No lugar desta medida, a presidenta editou uma MP na qual mantém o Fator, facultando ao trabalhador a possibilidade de adotar a fórmula 85/95 quando atingir a aposentadoria integral. Nesta MP foi estabelecida a regra de progressividade para o cálculo das aposentadorias, baseada na mudança da expectativa de vida.
“Ela errou mais uma vez. E de novo contra os trabalhadores. Estivemos reunidos, na 2ª feira, com o governo, e não havia nenhuma proposta desse tipo. Agora, o governo tira essa carta da manga. A progressividade do governo ainda penaliza muito os trabalhadores”, declara Miguel Torres, presidente da Força Sindical, referindo-se à presidenta.
Segundo Miguel, a presidenta deveria ter sancionado a fórmula 85/95. Tinha a proposta dos trabalhadores de, após a sanção, apresentar sugestões para sustentar a Previdência. Para João Carlos Gonçalves, Juruna, secretário-geral da Central, a decisão da presidenta foi uma demonstração de insensibilidade política.
O grande debate que envolverá a nova MP do governo vai girar em torno de como se dará essa regra da progressividade para o cálculo das aposentadorias, que, de acordo com o governo, vai garantir a sustentabilidade da Previdência.
A MP publicada estabelece a regra progressiva da fórmula 85/95, que será majorada em um ponto de 2017 a 2022. Neste sentido, em 2017 seria aplicada a fórmula 86/96, que ficaria mantida para 2018. Em 2019 valeria a 87/97, em 2020 a 88/98, em 2021 a 89/99 e, em 2022, a 90/100. A fórmula será de 85/95 em 2016.
A medida iguala os professores aos demais trabalhadores para conseguir aposentadoria com base na regra 85/95.
Confira Nota da Força Sindical contra o veto à fórmula 85/95
Ao vetar a fórmula 85/95, que havia sido aprovada na Câmara dos Deputados e no Senado Federal, o governo demonstra sua total insensibilidade social, e mais uma vez perde uma ótima oportunidade de ampliar os direitos dos trabalhadores. A fórmula 85/95, como alternativa ao Fator Previdenciário, não penalizaria tanto os trabalhadores na hora de se aposentar. Vetar a fórmula 85/95 representa uma injustiça social.
O governo, que foi eleito prometendo uma melhor distribuição de renda e manter os direitos trabalhistas e previdenciários, não cumpre, ao barrar a instituição da fórmula 85/95, suas promessas de campanha. Ou seja: mais uma vez o governo vira as costas para as demandas e anseios dos trabalhadores.

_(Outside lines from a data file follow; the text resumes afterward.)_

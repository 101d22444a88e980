//! Utility functions shared across the pipeline.

pub mod metrics;
pub mod stats;

pub use metrics::{calculate_metrics, BacktestMetrics};
pub use stats::quantile_normal;
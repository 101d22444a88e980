//! Rolling-origin backtesting for out-of-sample accuracy estimation.
//!
//! The backtest always proxies with the baseline linear-trend model, not
//! the model chosen for the live forecast. The reported metrics therefore
//! reflect the baseline's historical generalization; this is a deliberate,
//! bounded-cost simplification, not a bug.

use tracing::{info, warn};

use crate::config::ForecastConfig;
use crate::error::{ForecastError, Result};
use crate::models::{LinearTrend, ModelFitter};
use crate::utils::metrics::{calculate_metrics, BacktestMetrics};

/// Minimum training window for the rolling origin: at least 8 weeks or
/// half the usable data.
pub fn min_train_size(usable: usize) -> usize {
    8.max(usable / 2)
}

/// Run a rolling-origin backtest over the usable series.
///
/// Splits the series at `min_train + i * step` for each feasible window
/// (capped for bounded cost), fits the baseline on the training prefix,
/// and pools predicted/actual pairs across windows into one set of
/// metrics.
///
/// Fails with [`ForecastError::BacktestInfeasible`] when fewer than the
/// configured minimum number of windows fit.
pub fn rolling_origin_backtest(
    values: &[f64],
    horizon: usize,
    min_train: usize,
    config: &ForecastConfig,
) -> Result<BacktestMetrics> {
    let n = values.len();
    let needed = config.min_backtest_windows;

    if n < min_train + horizon {
        warn!(
            len = n,
            required = min_train + horizon,
            "insufficient data for backtesting"
        );
        return Err(ForecastError::BacktestInfeasible { windows: 0, needed });
    }

    let step = config.backtest_step.max(1);
    let max_windows = (n - min_train) / step;
    let num_windows = max_windows.min(config.max_backtest_windows);

    if num_windows < needed {
        warn!(
            windows = num_windows,
            needed, "not enough windows for backtesting"
        );
        return Err(ForecastError::BacktestInfeasible {
            windows: num_windows,
            needed,
        });
    }

    info!(windows = num_windows, horizon, min_train, "running rolling-origin backtest");

    let baseline = LinearTrend {
        interval_multiplier: config.baseline_interval_multiplier,
    };
    let mut actuals = Vec::new();
    let mut predictions = Vec::new();

    for i in 0..num_windows {
        let split = min_train + i * step;
        if split + horizon > n {
            break;
        }
        let train = &values[..split];
        let test = &values[split..split + horizon];

        let forecast = baseline.fit(train, horizon)?;
        actuals.extend_from_slice(test);
        predictions.extend_from_slice(&forecast.point);
    }

    if actuals.is_empty() {
        return Err(ForecastError::BacktestInfeasible { windows: 0, needed });
    }

    let metrics = calculate_metrics(
        &actuals,
        &predictions,
        config.high_mape_cutoff,
        config.medium_mape_cutoff,
    )?;

    info!(
        mape = metrics.mape,
        rmse = metrics.rmse,
        confidence = metrics.confidence.as_str(),
        "backtest complete"
    );

    Ok(metrics)
}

Estranhamente o ministro da Previdência Social, Carlos Gabas, que até há pouco tempo defendia a fórmula 85/95 como uma alternativa para a melhoria da qualidade de vida dos trabalhadores ao se aposentarem, passou a criticá-la, fazendo terrorismo com os números da instituição previdenciária, insinuando inverdades sobre as aposentadorias e as pensões.
A Força Sindical, que há anos defende uma alternativa ao Fator Previdenciário, realizou atos, promoveu vigílias em Brasília e vai continuar e intensificar as mobilizações e lutas, inclusive no Congresso Nacional, trabalhando arduamente para derrubar o veto presidencial, que será apreciado em breve.